Conclude the variant is better
Conclude the variant is worse
Continue collecting data (the result is still uncertain)

SPRT is theoretically elegant but sensitive to distributional assumptions and pre-specified effect sizes.

mSPRT (Mixture Sequential Probability Ratio Test)

A modern enhancement of SPRT that mixes over possible effect sizes rather than requiring a single pre-specified effect size. mSPRT is used by companies like Airbnb, Booking.com, and Netflix for continuous monitoring of their A/B tests.

The math: rather than testing against one specific alternative (e.g., "the variant is exactly 10% better"), mSPRT tests against a weighted mixture of possible effect sizes — making it more robust to uncertainty about the expected effect.

Bayesian Sequential Testing

Bayesian approaches don't use p-values at all. Instead, they calculate the probability that variant B is better than variant A — expressed as "there's a 83% chance B is better." This probability updates continuously as data accumulates.

Bayesian sequential testing has no fixed-horizon requirement by design. You can check results at any time and get a meaningful, interpretable probability statement — though you should still define decision thresholds (e.g., "stop when we're 95% confident B is better, or 95% confident it's not").

CustomFit.ai's statistical engine uses Bayesian methods that allow continuous monitoring without peeking inflation — well-suited to the smaller sample sizes of typical D2C ecommerce stores.

Sequential Testing vs Fixed-Horizon Testing

Factor	Fixed-Horizon	Sequential Testing
Sample size	Pre-specified	Flexible, test ends when conclusion reached
Can peek at results?	No (inflates false positives)	Yes (by design)
Stops early?	Never	Yes, when a conclusion is reached
Statistical guarantee	Type I error rate = α	Type I error rate ≤ α across all peeks
Complexity	Simpler	More complex (requires correct method)
Best for	Planned experiments with fixed timelines	Ongoing experimentation, time-sensitive tests

When Sequential Testing Adds Value for Ecommerce

Festive season campaigns: During Diwali, Republic Day, or Holi campaigns, you may only have 7–10 days to run a test before the campaign ends. Sequential testing allows you to identify a clear winner faster — or stop a clearly losing variant before it costs you more festive traffic.

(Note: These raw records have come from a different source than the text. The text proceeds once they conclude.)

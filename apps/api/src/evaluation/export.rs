//! Download artifacts built from an evaluation response.

use crate::evaluation::models::{Artifact, Downloads};
use crate::table::schema::EVALUATION;
use crate::table::{self, Row, TableError};

pub const MARKDOWN_FILENAME: &str = "evaluation.md";
pub const MARKDOWN_MIME: &str = "text/markdown";
pub const CSV_FILENAME: &str = "evaluation.csv";
pub const CSV_MIME: &str = "text/csv";

/// The raw evaluation text, unchanged.
pub fn markdown_artifact(evaluation_markdown: &str) -> Artifact {
    Artifact {
        filename: MARKDOWN_FILENAME,
        mime: MARKDOWN_MIME,
        content: evaluation_markdown.to_string(),
    }
}

/// CSV over `rows` (header first). `None` when there is nothing to export.
pub fn csv_artifact(rows: &[Row]) -> Result<Option<Artifact>, TableError> {
    match table::to_csv(rows) {
        Ok(content) => Ok(Some(Artifact {
            filename: CSV_FILENAME,
            mime: CSV_MIME,
            content,
        })),
        Err(TableError::EmptyInput) => Ok(None),
        Err(e) => Err(e),
    }
}

/// Parses an evaluation response and conforms it to the evaluation schema.
pub fn evaluation_rows(evaluation_markdown: &str) -> Vec<Row> {
    EVALUATION.apply(table::parse(evaluation_markdown)).to_rows()
}

pub fn downloads(evaluation_markdown: &str, rows: &[Row]) -> Result<Downloads, TableError> {
    Ok(Downloads {
        markdown: markdown_artifact(evaluation_markdown),
        csv: csv_artifact(rows)?,
    })
}
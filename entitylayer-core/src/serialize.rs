//! Packing and unpacking of typed values into raw documents.
//!
//! [`DocumentWriter`] and [`DocumentReader`] are the only surface through
//! which entity fields touch a raw document. Both are driven by typed
//! [`Key`]s, so a field's wire name and value type are stated exactly once
//! per schema.
//!
//! Writers and readers operate on one document level at a time: a nested
//! composite value packs its own sub-document through its own writer and
//! the result is inserted as a single primitive. Dotted key paths exist
//! only on the query side.
//!
//! # Optional fields
//!
//! Packing an absent optional removes the key entirely instead of writing
//! a null marker, keeping partial documents minimal. On the way back,
//! a missing (or null) key unpacks to `None` for optional fields and fails
//! with `MissingValue` for required ones.

use bson::{Bson, Document};

use crate::error::{MappingError, MappingResult};
use crate::key::Key;
use crate::primitive::Primitive;

/// Builds a raw document field by field.
#[derive(Debug, Default)]
pub struct DocumentWriter {
    document: Document,
}

impl DocumentWriter {
    /// Creates a writer over an empty document.
    pub fn new() -> Self {
        Self { document: Document::new() }
    }

    /// Packs a required value under its key.
    pub fn write<V: Primitive>(&mut self, key: &Key<V>, value: &V) -> &mut Self {
        self.document.insert(key.name(), value.to_primitive());
        self
    }

    /// Packs an optional value; `None` omits the key entirely.
    pub fn write_optional<V: Primitive>(&mut self, key: &Key<V>, value: Option<&V>) -> &mut Self {
        match value {
            Some(value) => self.write(key, value),
            None => {
                self.document.remove(key.name());
                self
            }
        }
    }

    /// Finishes the writer and returns the assembled document.
    pub fn finish(self) -> Document {
        self.document
    }
}

/// Reads typed values out of a raw document.
#[derive(Debug, Clone, Copy)]
pub struct DocumentReader<'a> {
    document: &'a Document,
}

impl<'a> DocumentReader<'a> {
    /// Creates a reader over the given document.
    pub fn new(document: &'a Document) -> Self {
        Self { document }
    }

    /// Whether the document holds a non-null value for the key.
    pub fn contains<V: Primitive>(&self, key: &Key<V>) -> bool {
        !matches!(self.document.get(key.name()), None | Some(Bson::Null))
    }

    /// Unpacks a required value.
    ///
    /// # Errors
    ///
    /// `MissingValue` when the key is absent (or null), or
    /// `MissingOrInvalidValue` when the stored primitive does not match
    /// the key's declared type.
    pub fn read<V: Primitive>(&self, key: &Key<V>) -> MappingResult<V> {
        match self.document.get(key.name()) {
            None | Some(Bson::Null) => {
                Err(MappingError::MissingValue { key: key.name().to_string() })
            }
            Some(value) => {
                V::from_primitive(value.clone()).map_err(|e| e.at_key(key.name()))
            }
        }
    }

    /// Unpacks an optional value; an absent or null key yields `None`.
    ///
    /// # Errors
    ///
    /// `MissingOrInvalidValue` when the key is present but its stored
    /// primitive does not match the key's declared type. A present key of
    /// the wrong shape is never silently dropped.
    pub fn read_optional<V: Primitive>(&self, key: &Key<V>) -> MappingResult<Option<V>> {
        match self.document.get(key.name()) {
            None | Some(Bson::Null) => Ok(None),
            Some(value) => V::from_primitive(value.clone())
                .map(Some)
                .map_err(|e| e.at_key(key.name())),
        }
    }
}

#[cfg(test)]
mod tests {
    use super::*;

    const NAME: Key<String> = Key::new("name");
    const AGE: Key<i64> = Key::new("age");
    const NICKNAME: Key<String> = Key::new("nickname");

    #[test]
    fn packing_none_omits_the_key() {
        let mut writer = DocumentWriter::new();
        writer
            .write(&NAME, &"Garfield".to_string())
            .write_optional(&NICKNAME, None);
        let doc = writer.finish();

        assert!(doc.get("name").is_some());
        assert!(doc.get("nickname").is_none());
    }

    #[test]
    fn missing_key_is_none_for_optionals_and_an_error_for_required() {
        let doc = Document::new();
        let reader = DocumentReader::new(&doc);

        assert_eq!(reader.read_optional(&NICKNAME).unwrap(), None);

        match reader.read(&NAME).unwrap_err() {
            MappingError::MissingValue { key } => assert_eq!(key, "name"),
            other => panic!("expected MissingValue, got {other:?}"),
        }
    }

    #[test]
    fn shape_mismatch_names_the_offending_key() {
        let mut doc = Document::new();
        doc.insert("age", "not a number");
        let reader = DocumentReader::new(&doc);

        match reader.read(&AGE).unwrap_err() {
            MappingError::MissingOrInvalidValue { key, .. } => assert_eq!(key, "age"),
            other => panic!("expected MissingOrInvalidValue, got {other:?}"),
        }
    }

    #[test]
    fn present_but_invalid_optional_is_an_error_not_none() {
        let mut doc = Document::new();
        doc.insert("nickname", 3i32);
        let reader = DocumentReader::new(&doc);

        assert!(reader.read_optional(&NICKNAME).is_err());
    }

    #[test]
    fn round_trip_preserves_values() {
        let mut writer = DocumentWriter::new();
        writer
            .write(&NAME, &"Siamese".to_string())
            .write(&AGE, &4i64)
            .write_optional(&NICKNAME, Some(&"Sia".to_string()));
        let doc = writer.finish();

        let reader = DocumentReader::new(&doc);
        assert_eq!(reader.read(&NAME).unwrap(), "Siamese");
        assert_eq!(reader.read(&AGE).unwrap(), 4);
        assert_eq!(reader.read_optional(&NICKNAME).unwrap(), Some("Sia".to_string()));
    }
}
//! Lazy, identity-based links between entities.
//!
//! Entity-valued fields never inline a copy of the target: they store a
//! [`ReferenceDescriptor`], a (collection, identity) pair, and resolve it
//! on demand through the identity pool. That keeps shared entities
//! consistent (two fields referencing the same entity resolve to the same
//! live instance) and makes cyclic references safe: nothing is resolved
//! eagerly, so a cycle is just two descriptors pointing at each other.

use std::marker::PhantomData;

use async_trait::async_trait;
use bson::{Bson, Document, oid::ObjectId};
use serde::{Deserialize, Serialize};

use crate::backend::CollectionBackend;
use crate::context::Context;
use crate::entity::{Entity, Model};
use crate::error::{MappingError, MappingResult};
use crate::primitive::Primitive;

/// The stored form of a cross-entity link: the target's collection and
/// identity, laid out as `{"$ref": <collection>, "$id": <id>}`.
#[derive(Debug, Clone, PartialEq, Eq, Serialize, Deserialize)]
pub struct ReferenceDescriptor {
    /// Collection the target entity lives in.
    #[serde(rename = "$ref")]
    pub collection: String,
    /// Identity of the target entity.
    #[serde(rename = "$id")]
    pub id: ObjectId,
}

impl ReferenceDescriptor {
    /// A descriptor pointing at the given collection and identity.
    pub fn new(collection: impl Into<String>, id: ObjectId) -> Self {
        ReferenceDescriptor { collection: collection.into(), id }
    }

    fn broken(&self) -> MappingError {
        MappingError::BrokenReference {
            collection: self.collection.clone(),
            id: self.id,
        }
    }

    /// Resolves this descriptor against a closed set of acceptable entity
    /// types.
    ///
    /// The set's declared collections are tried strictly in declaration
    /// order; the first one that yields the identity wins. Resolution goes
    /// through the identity pool, so the single-instance guarantee holds
    /// across polymorphic reference chains too.
    ///
    /// # Errors
    ///
    /// `BrokenReference` when no declared collection holds the identity.
    pub async fn resolve_in_set<S, B>(&self, context: &Context<B>) -> MappingResult<S>
    where
        S: ReferenceSet,
        B: CollectionBackend,
    {
        for collection in S::collections() {
            if let Some(member) = S::resolve_member(context, collection, self.id).await? {
                return Ok(member);
            }
        }

        Err(self.broken())
    }
}

impl Primitive for ReferenceDescriptor {
    fn to_primitive(&self) -> Bson {
        let mut doc = Document::new();
        doc.insert("$ref", self.collection.clone());
        doc.insert("$id", self.id);

        Bson::Document(doc)
    }

    fn from_primitive(value: Bson) -> MappingResult<Self> {
        let doc = match value {
            Bson::Document(doc) => doc,
            _ => return Err(MappingError::invalid("a reference descriptor")),
        };

        let collection = doc
            .get_str("$ref")
            .map_err(|_| MappingError::invalid("a reference descriptor with `$ref`"))?
            .to_owned();
        let id = doc
            .get_object_id("$id")
            .map_err(|_| MappingError::invalid("a reference descriptor with `$id`"))?;

        Ok(ReferenceDescriptor { collection, id })
    }
}

/// A typed, lazy link to one entity of type `M`.
///
/// Holds only the target's identity; the target is fetched when
/// [`resolve`](Reference::resolve) is called. Declare reference fields as
/// `Reference<M>` (or `Option<Reference<M>>` when the link itself is
/// optional).
pub struct Reference<M: Model> {
    id: ObjectId,
    _marker: PhantomData<fn() -> M>,
}

impl<M: Model> Reference<M> {
    /// A reference to a live entity.
    pub fn to(entity: &Entity<M>) -> Self {
        Reference { id: entity.id(), _marker: PhantomData }
    }

    /// A reference to a known identity.
    ///
    /// The identity is not checked here; a dangling identity surfaces as
    /// `BrokenReference` at resolve time.
    pub fn from_id(id: ObjectId) -> Self {
        Reference { id, _marker: PhantomData }
    }

    /// The target's identity.
    pub fn id(&self) -> ObjectId {
        self.id
    }

    /// The stored descriptor form of this reference.
    pub fn descriptor(&self) -> ReferenceDescriptor {
        ReferenceDescriptor::new(M::collection_name(), self.id)
    }

    /// Fetches the target entity through the identity pool.
    ///
    /// # Errors
    ///
    /// `BrokenReference` when the identity no longer exists in the target
    /// collection.
    pub async fn resolve<B: CollectionBackend>(
        &self,
        context: &Context<B>,
    ) -> MappingResult<Entity<M>> {
        context
            .collection::<M>()
            .find_by_id(self.id)
            .await?
            .ok_or_else(|| self.descriptor().broken())
    }
}

impl<M: Model> Primitive for Reference<M> {
    fn to_primitive(&self) -> Bson {
        self.descriptor().to_primitive()
    }

    fn from_primitive(value: Bson) -> MappingResult<Self> {
        let descriptor = ReferenceDescriptor::from_primitive(value)?;

        // The declared acceptable type for a typed reference field is
        // exactly `M`; a descriptor into any other collection is broken,
        // never silently coerced.
        if descriptor.collection != M::collection_name() {
            return Err(descriptor.broken());
        }

        Ok(Reference::from_id(descriptor.id))
    }
}

impl<M: Model> Clone for Reference<M> {
    fn clone(&self) -> Self {
        *self
    }
}

impl<M: Model> Copy for Reference<M> {}

impl<M: Model> PartialEq for Reference<M> {
    fn eq(&self, other: &Self) -> bool {
        self.id == other.id
    }
}

impl<M: Model> Eq for Reference<M> {}

impl<M: Model> std::fmt::Debug for Reference<M> {
    fn fmt(&self, f: &mut std::fmt::Formatter<'_>) -> std::fmt::Result {
        f.debug_struct("Reference")
            .field("collection", &M::collection_name())
            .field("id", &self.id)
            .finish()
    }
}

/// A closed set of entity types a polymorphic reference may resolve to.
///
/// Implemented on an application-defined enum whose variants wrap the
/// acceptable entity types (for example every type satisfying some
/// capability). [`collections`](ReferenceSet::collections) declares the
/// member collections; resolution tries them strictly in declaration
/// order and the first identity hit wins, so overlapping identity spaces
/// resolve to the earliest-declared member.
///
/// ```ignore
/// enum CatLike {
///     Cat(Entity<Cat>),
///     Tiger(Entity<Tiger>),
/// }
///
/// #[async_trait]
/// impl ReferenceSet for CatLike {
///     fn collections() -> &'static [&'static str] {
///         &["cats", "tigers"]
///     }
///
///     async fn resolve_member<B: CollectionBackend>(
///         context: &Context<B>,
///         collection: &str,
///         id: ObjectId,
///     ) -> MappingResult<Option<Self>> {
///         match collection {
///             "cats" => Ok(context.collection::<Cat>().find_by_id(id).await?.map(CatLike::Cat)),
///             "tigers" => Ok(context.collection::<Tiger>().find_by_id(id).await?.map(CatLike::Tiger)),
///             _ => Ok(None),
///         }
///     }
/// }
/// ```
#[async_trait]
pub trait ReferenceSet: Sized + Send + Sync + 'static {
    /// The member collections, in resolution order.
    fn collections() -> &'static [&'static str];

    /// Looks the identity up in one member collection, wrapping a hit in
    /// the set's own representation.
    async fn resolve_member<B: CollectionBackend>(
        context: &Context<B>,
        collection: &str,
        id: ObjectId,
    ) -> MappingResult<Option<Self>>;
}

#[cfg(test)]
mod tests {
    use super::*;

    #[test]
    fn descriptor_round_trips() {
        let descriptor = ReferenceDescriptor::new("breeds", ObjectId::new());

        let packed = descriptor.to_primitive();
        let doc = packed.as_document().unwrap();
        assert_eq!(doc.get_str("$ref").unwrap(), "breeds");

        let restored = ReferenceDescriptor::from_primitive(packed).unwrap();
        assert_eq!(restored, descriptor);
    }

    #[test]
    fn descriptor_without_identity_fails_to_unpack() {
        let mut doc = Document::new();
        doc.insert("$ref", "breeds");

        assert!(ReferenceDescriptor::from_primitive(Bson::Document(doc)).is_err());
    }
}
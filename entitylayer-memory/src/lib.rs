//! In-memory backend for the entitylayer mapping core.
//!
//! Provides [`MemoryBackend`], a complete
//! [`CollectionBackend`](entitylayer_core::backend::CollectionBackend)
//! holding raw documents in process memory. Intended for tests, examples
//! and small tools; production deployments plug a real driver in behind
//! the same trait.

mod evaluator;
mod store;

pub use store::MemoryBackend;
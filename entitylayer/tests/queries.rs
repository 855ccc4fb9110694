//! Typed query construction driven end-to-end through the memory backend.

mod common;

use futures::TryStreamExt;

use entitylayer::memory::MemoryBackend;
use entitylayer::prelude::*;

use common::{Breed, Cat, CatFields, Country};

async fn seeded_context() -> Context<MemoryBackend> {
    let context = Context::new(MemoryBackend::new());
    let breeds = context.collection::<Breed>();

    for (name, country) in [
        ("Siamese", Country::UnitedStates),
        ("Maine Coon", Country::UnitedStates),
        ("Korat", Country::Thailand),
    ] {
        breeds
            .save(&Entity::new(Breed::new(name, country)))
            .await
            .unwrap();
    }

    context
}

#[tokio::test]
async fn enum_fields_match_on_their_wire_tag() {
    let context = seeded_context().await;
    let breeds = context.collection::<Breed>();

    let american = breeds
        .count_with(|breed| breed.country().eq(Country::UnitedStates))
        .await
        .unwrap();
    assert_eq!(american, 2);

    let thai = breeds
        .find_one_with(|breed| breed.country().eq(Country::Thailand))
        .await
        .unwrap()
        .unwrap();
    assert_eq!(thai.read().await.name, "Korat");
}

#[tokio::test]
async fn string_prefix_matching_is_available_on_string_fields() {
    let context = seeded_context().await;
    let breeds = context.collection::<Breed>();

    let matches: Vec<_> = breeds
        .find_with(|breed| breed.name().starts_with("Ma"))
        .await
        .unwrap()
        .try_collect()
        .await
        .unwrap();

    assert_eq!(matches.len(), 1);
    assert_eq!(matches[0].read().await.name, "Maine Coon");
}

#[tokio::test]
async fn combinators_compose_typed_comparisons() {
    let context = seeded_context().await;
    let breeds = context.collection::<Breed>();

    let count = breeds
        .count_with(|breed| {
            breed
                .country()
                .eq(Country::UnitedStates)
                .and(breed.name().ne("Siamese"))
        })
        .await
        .unwrap();
    assert_eq!(count, 1);

    let either = breeds
        .count_with(|breed| {
            breed
                .name()
                .eq("Siamese")
                .or(breed.name().eq("Korat"))
        })
        .await
        .unwrap();
    assert_eq!(either, 2);
}

#[tokio::test]
async fn nested_composite_fields_query_through_dotted_paths() {
    let context = seeded_context().await;
    let breeds = context.collection::<Breed>();
    let cats = context.collection::<Cat>();

    let breed = breeds
        .find_one_with(|breed| breed.name().eq("Siamese"))
        .await
        .unwrap()
        .unwrap();

    let mut garfield = Cat::new("Garfield", 5, &breed);
    garfield.profile.city = "Muncie".to_string();
    cats.save(&Entity::new(garfield)).await.unwrap();
    cats.save(&Entity::new(Cat::new("Mia", 2, &breed)))
        .await
        .unwrap();

    let in_muncie = cats
        .find_one_with(|cat| cat.profile().city().eq("Muncie"))
        .await
        .unwrap()
        .unwrap();
    assert_eq!(in_muncie.read().await.name, "Garfield");

    let indoor = cats
        .count_with(|cat| cat.profile().indoor().eq(true))
        .await
        .unwrap();
    assert_eq!(indoor, 2);
}

#[tokio::test]
async fn range_operators_and_result_shaping_compose() {
    let context = seeded_context().await;
    let breeds = context.collection::<Breed>();
    let cats = context.collection::<Cat>();

    let breed = breeds
        .find_one_with(|breed| breed.name().eq("Korat"))
        .await
        .unwrap()
        .unwrap();
    for (name, age) in [("Mia", 2), ("Leo", 7), ("Nox", 4)] {
        cats.save(&Entity::new(Cat::new(name, age, &breed)))
            .await
            .unwrap();
    }

    let adults = cats
        .count_with(|cat| cat.age().gte(4))
        .await
        .unwrap();
    assert_eq!(adults, 2);

    let fields = CatFields::root();
    let oldest_first = Query::builder()
        .filter(fields.age().gt(0))
        .sort(&fields.age(), SortDirection::Desc)
        .limit(2)
        .build();

    let names: Vec<String> = {
        let entities: Vec<_> = cats
            .find(oldest_first)
            .await
            .unwrap()
            .try_collect()
            .await
            .unwrap();

        let mut names = Vec::new();
        for entity in &entities {
            names.push(entity.read().await.name.clone());
        }
        names
    };

    assert_eq!(names, vec!["Leo".to_string(), "Nox".to_string()]);
}

#[tokio::test]
async fn sequence_fields_match_on_contained_elements() {
    let context = seeded_context().await;
    let breeds = context.collection::<Breed>();
    let cats = context.collection::<Cat>();

    let breed = breeds
        .find_one_with(|breed| breed.name().eq("Siamese"))
        .await
        .unwrap()
        .unwrap();

    let mut cat = Cat::new("Mia", 2, &breed);
    cat.nicknames = vec!["shadow".to_string(), "bean".to_string()];
    cats.save(&Entity::new(cat)).await.unwrap();

    let hit = cats
        .find_one_with(|cat| cat.nicknames().contains_element("bean"))
        .await
        .unwrap();
    assert!(hit.is_some());

    let miss = cats
        .find_one_with(|cat| cat.nicknames().contains_element("ghost"))
        .await
        .unwrap();
    assert!(miss.is_none());
}
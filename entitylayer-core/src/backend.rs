//! The collection collaborator consumed by the mapping layer.
//!
//! This module defines the boundary to the underlying document store. The
//! core never talks to a wire protocol itself; it issues inserts, queries,
//! replacements and removals over raw documents through
//! [`CollectionBackend`] and leaves connection management, cancellation
//! and timeouts to the implementation.
//!
//! Implementations must be thread-safe (`Send + Sync`): a single logical
//! backend is shared across arbitrarily many concurrent callers, and every
//! operation is potentially blocking I/O.

use async_trait::async_trait;
use bson::Document;
use bson::oid::ObjectId;
use futures::stream::BoxStream;
use std::fmt::Debug;

use crate::error::MappingResult;
use crate::query::Query;

/// A lazily-driven sequence of raw documents produced by a find.
pub type DocumentStream = BoxStream<'static, MappingResult<Document>>;

/// Outcome of a query-keyed update/replacement.
#[derive(Debug, Clone, Default, PartialEq, Eq)]
pub struct UpdateOutcome {
    /// Number of documents the query matched.
    pub matched: u64,
    /// Number of documents actually rewritten.
    pub modified: u64,
    /// Identity of a newly upserted document, when the update inserted.
    pub upserted: Option<ObjectId>,
}

/// Outcome of a query-keyed removal.
#[derive(Debug, Clone, Copy, Default, PartialEq, Eq)]
pub struct RemoveOutcome {
    /// Number of documents removed.
    pub removed: u64,
}

/// Abstract interface to one document store holding named collections.
///
/// All operations are keyed by [`Query`] expressions; the backend owns
/// their translation to whatever its native query surface is (see
/// [`crate::query::QueryVisitor`]).
#[async_trait]
pub trait CollectionBackend: Send + Sync + Debug {
    /// Inserts a raw document into a collection.
    ///
    /// The collection is created implicitly if it does not exist.
    async fn insert(&self, collection: &str, document: Document) -> MappingResult<()>;

    /// Returns the first document matching the query, if any.
    async fn find_one(&self, collection: &str, query: Query) -> MappingResult<Option<Document>>;

    /// Returns a lazy stream of all documents matching the query.
    ///
    /// Sort, skip, limit and the batch-size hint are taken from the query.
    async fn find(&self, collection: &str, query: Query) -> MappingResult<DocumentStream>;

    /// Counts the documents matching the query, honoring skip and limit.
    async fn count(&self, collection: &str, query: Query) -> MappingResult<u64>;

    /// Replaces the first document matching the query with the given
    /// document, inserting it when `upsert` is true and nothing matched.
    ///
    /// Replaying the same replacement is a no-op at the storage layer.
    async fn update(
        &self,
        collection: &str,
        query: Query,
        replacement: Document,
        upsert: bool,
    ) -> MappingResult<UpdateOutcome>;

    /// Removes every document matching the query.
    async fn remove(&self, collection: &str, query: Query) -> MappingResult<RemoveOutcome>;
}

Product launches: A new product page launching on a specific date needs to be optimized quickly. Sequential testing's early-stopping capability lets you identify the better variant within the launch window.

Budget-constrained traffic: If you're spending ₹50,000/day on paid traffic to test a new landing page, running a clear loser for 4 more weeks at $5 significance costs ₹14 lakh in wasted spend. Sequential testing stops the loser faster.

Low-traffic stores: Sequential methods that allow earlier decisions (when the probability threshold is met rather than a fixed sample size) are particularly useful for stores where reaching a pre-specified fixed sample takes months.

Implementing Sequential Testing

Most major testing platforms are moving toward always-valid inference:

Statsig: Uses sequential testing methods by default — you can check results at any time without inflating false positives.

Optimizely: Stats Accelerator uses adaptive sampling and early stopping with false positive controls.

VWO: Bayesian engine allows continuous monitoring without fixed-horizon requirements.

CustomFit.ai: Uses Bayesian methods that provide always-valid probability statements.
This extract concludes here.